There are 5 different types of Math in Computer Science
- Binary Math
- College Algebra
- Discrete math
There has always been this assumption that certain types of math are not needed in the outside world. That only the basics are required to add, subtract, divide, and multiply. As long as you know these things, you’re good. Wrong depending on your desired major or field, you need to know so much more. To at least have a firm foundation for the next level. For computer science, it is imperative to know these five types of math. Computer science is already a complex course that studies computers, computing different applications, hardware, software, and design. Students that aspire to major in computer science often want to be computer scientists.
Math is a key part of computers science. Without having a decent understanding of math, you will have a hard time grasping different languages, algorithms, interpreting data structures, and differential equations. Why are these concepts important? Because that is how computers work!
Mathematical concepts are infused in the course, such as applying logic, a plethora of functions, and algorithm formulation. These math courses will provide you with basic fundamental skills to solving problems and thinking out-of-the-box, which is a stepping stone to understanding how computers work.
1- Binary Math
All roads go back to the most basic form of math. Binary Mathematics means something that contains two objects. The two numbers represent many things. The core of computers follows a binary number pattern of 0 and 1, the smallest data unit in computing. Binary numbers are made of digits. The binary number is important in computers because it makes the number system easy to understand. Analyzing and deciphering mathematical operations is imperative for beginner-level programming. With binary math, students will master how to work the hexadecimal number system, which is a critical part of computer science. Not to mention, standard arithmetic is used in many different functions throughout computer science. Plus, adding, subtracting, multiplication, and division never goes away because, in almost every computer or function, you will have to use these symbols.
2- College Algebra
Algebra is a good prerequisite for computer science. The more solid your foundation is in math, the better. Algebra 1, 2 going all the way up to trigonometry will be your best friend in college. Algebra is an introductory course for undergrad students attending University. The main topics covered in algebra are applications of linear and quadratic equations, Including inequalities, function, graphs, and theory of equations. Followed by the metric solution of equations and basic properties of metrics. So, with college-level algebra, students gain a deeper understanding of how to of these equations and how to use graphs and analyze the data on those graphs specifically. Students must learn algebra first to understand computer science students building blocks of an algorithm and working mathematical objects. Students are expected to control construct formulas and develop numeral programs to complete scientific computations.

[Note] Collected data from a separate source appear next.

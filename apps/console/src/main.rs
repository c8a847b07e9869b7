use std::sync::Arc;
use std::time::Duration;

use anyhow::{bail, Context, Result};
use chrono::NaiveDate;
use clap::{Parser, ValueEnum};
use tokio::signal;
use url::Url;

use client_core::{
    status_counts, GraphqlSnapshotSource, LoadState, NoReconnect, ResyncClient, SessionOptions,
    SortDirection, SortState, StatusFilter, StatusSink, TableEvent, TableRecord, TableSession,
    TracingStatusSink,
};
use shared::domain::{ItemStatus, OrderStatus};
use shared::protocol::{InventoryItem, Resource, SalesOrder, SnapshotQuery};

mod config;

#[derive(Parser, Debug)]
#[command(about = "Follow a live dashboard table from the terminal")]
struct Args {
    /// Dashboard backend base url; falls back to dashboard.toml / env.
    #[arg(long)]
    server_url: Option<String>,
    /// Table to follow.
    #[arg(long, value_enum, default_value_t = Table::Items)]
    table: Table,
    /// Snapshot lower bound (orders only), e.g. 2026-01-01.
    #[arg(long)]
    start_date: Option<NaiveDate>,
    /// Snapshot upper bound (orders only).
    #[arg(long)]
    end_date: Option<NaiveDate>,
    /// Case-insensitive search on the name column.
    #[arg(long)]
    query: Option<String>,
    /// Exact status filter (e.g. active, fulfilled).
    #[arg(long)]
    status: Option<String>,
    /// Ask the server to refresh from the upstream API before following.
    #[arg(long)]
    resync: bool,
    /// Keep following push updates until Ctrl-C.
    #[arg(long)]
    follow: bool,
}

#[derive(Debug, Clone, Copy, ValueEnum)]
enum Table {
    Items,
    Orders,
}

trait RenderRow {
    const HEADER: &'static str;

    fn render(&self) -> String;
}

impl RenderRow for InventoryItem {
    const HEADER: &'static str =
        "id         sku         name                           status                  on hand";

    fn render(&self) -> String {
        format!(
            "{:<10} {:<11} {:<30} {:<23} {:>7}",
            self.item_id.0,
            self.sku,
            self.name,
            self.status.label(),
            self.stock_on_hand
        )
    }
}

impl RenderRow for SalesOrder {
    const HEADER: &'static str =
        "id                    number          date         status              lines";

    fn render(&self) -> String {
        let date = self
            .date
            .map_or_else(|| "-".to_string(), |date| date.to_string());
        format!(
            "{:<21} {:<15} {:<12} {:<19} {:>5}",
            self.salesorder_id.0,
            self.salesorder_number,
            date,
            self.status.label(),
            self.line_items.len()
        )
    }
}

#[tokio::main]
async fn main() -> Result<()> {
    tracing_subscriber::fmt().init();
    let args = Args::parse();
    let settings = config::load_settings();

    let server = Url::parse(args.server_url.as_deref().unwrap_or(&settings.server_url))
        .context("invalid server url")?;

    match args.table {
        Table::Items => {
            follow_table::<InventoryItem>(
                &args,
                &settings,
                server,
                Resource::InventoryItems,
                SortState::ascending("name"),
                &ItemStatus::ALL.map(ItemStatus::label),
            )
            .await
        }
        Table::Orders => {
            follow_table::<SalesOrder>(
                &args,
                &settings,
                server,
                Resource::SalesOrders,
                SortState::new("date", SortDirection::Desc),
                &OrderStatus::ALL.map(OrderStatus::label),
            )
            .await
        }
    }
}

async fn follow_table<R>(
    args: &Args,
    settings: &config::Settings,
    server: Url,
    resource: Resource,
    sort: SortState,
    labels: &[&'static str],
) -> Result<()>
where
    R: TableRecord + serde::de::DeserializeOwned + RenderRow,
{
    let sink = Arc::new(TracingStatusSink);
    let query = SnapshotQuery {
        start_date: args.start_date,
        end_date: args.end_date,
    };

    if args.resync {
        let resync = ResyncClient::new(server.clone(), Arc::clone(&sink) as Arc<dyn StatusSink>);
        let bounds = (resource == Resource::SalesOrders).then_some(&query);
        if let Err(err) = resync.trigger(resource, bounds).await {
            tracing::warn!("resync request failed: {err}");
        }
    }

    let mut options = SessionOptions::new(resource, server.clone(), sort);
    options.query = query;

    let session = TableSession::<R>::open(
        options,
        Arc::new(GraphqlSnapshotSource::new(&server, resource)),
        Arc::clone(&sink) as Arc<dyn StatusSink>,
        Arc::new(NoReconnect),
    )?;
    let mut events = session.events();

    loop {
        match session.load_state().await {
            LoadState::Loading => {
                let _ = tokio::time::timeout(Duration::from_millis(200), events.recv()).await;
            }
            LoadState::Ready => break,
            LoadState::Failed(message) => {
                session.close().await;
                bail!("snapshot load failed: {message}");
            }
        }
    }

    if let Some(query) = &args.query {
        session.set_query(query.clone()).await;
    }
    if let Some(status) = &args.status {
        session.set_status(StatusFilter::Only(status.clone())).await;
    }
    session.set_rows_per_page(settings.rows_per_page).await;

    print_table(&session, labels).await;

    if args.follow {
        println!("Following updates; press Ctrl-C to stop.");
        loop {
            tokio::select! {
                _ = signal::ctrl_c() => break,
                event = events.recv() => match event {
                    Ok(TableEvent::Changed) => print_table(&session, labels).await,
                    Ok(TableEvent::ChannelStateChanged(state)) => {
                        tracing::info!(?state, "push channel");
                    }
                    Ok(TableEvent::Error(message)) => tracing::warn!("{message}"),
                    Err(_) => break,
                },
            }
        }
    }

    session.close().await;
    Ok(())
}

async fn print_table<R>(session: &TableSession<R>, labels: &[&'static str])
where
    R: TableRecord + RenderRow,
{
    let rows = session.rows().await;
    let counts = status_counts(&rows, labels);
    let view = session.view().await;

    let summary: Vec<String> = counts
        .iter()
        .map(|(label, count)| format!("{label}: {count}"))
        .collect();
    println!("{} rows | {}", rows.len(), summary.join(" | "));

    if view.not_found {
        if view.can_reset {
            println!("No rows match the active filters.");
        } else {
            println!("No data.");
        }
        return;
    }

    println!("{}", R::HEADER);
    for row in &view.rows {
        println!("{}", row.render());
    }
    let page = session.page_state().await;
    println!(
        "page {} | showing {} of {} filtered",
        page.page + 1,
        view.rows.len(),
        view.total_filtered()
    );
}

Statistics is the study of collecting, summarizing, and analyzing data. The subject can be broken down into three parts: sampling methods, descriptive statistics, and inferential statistics. The sampling method is crucial because it teaches you how data is collected to make credible conclusions and helps to conduct further analysis. Descriptive statistics are used to summarize or highlight important aspects of the data collected. Like using graphs or calculations to solve the problem are all forms of descriptive statistics. Finally, infernal is about making predictions from the data. Other topics in statistics are skewness, regression, analysis of variance, and kurtosis, which are all part of statistical data. The statistic is used for experimental design to collect data, distribute our ability, group differences, dimensions reductions, and visual communication.
In computer science, statistics is used for data mining, speech recognition, vision and image analysis, data compression, understanding algorithms, network, and traffic modeling.
Calculus is just one of those subjects you can’t dodge. For intense math, majors like computer science or engineering. Calculus is a prerequisite, and to even get to this point, you must have advanced knowledge in math. Students will have needed to take 3 semesters of calculus to prepare for computer science. Calculus is an ever-changing mathematical study once called infinite math. The mathematical study examines continuous change, specific problems like properties, integrals, and derivatives of functions.
Calculus 1 introduces calculus, which examines the function of a single variable, variable, rate, and change. Students will learn how to calculate the rapid rate of a change in an instant problem rate of a change through the derivative and solve the accumulation of a function over a specific interval. Major topics that are covered in calculus are differential calculus and internal calculus. Differential calculus deals with the continuous state of change and the slope of a curve. Internal calculus explicitly examines the accumulation of qualities and areas of curves. In computer science, calculus is used to create graphs and visuals, simulations solving applications, coding in applications design and analyze algorithms, and statistic solvers.
5- Discrete Math
Discrete math is the study of discrete objects. Discrete math covers images, graphs, and statements of logic, number theory, recurrences, and probability. Discrete math is a perfect introductory start to computer science because it’s used in many areas like Computer architecture, algorithms, databases, programming, machine learning, operating systems networks, and computer security. Full mastery of problem-solving is critical in computer science. When you finally get to composing more complicated software, you’re going to have to know how to think out-of-the-box. For students who enjoy problem-solving, thinking abstractly, and just solving the problems through showing more work and explain it, then discrete math is perfect. Grow your knowledge with this entry-level course for computer science.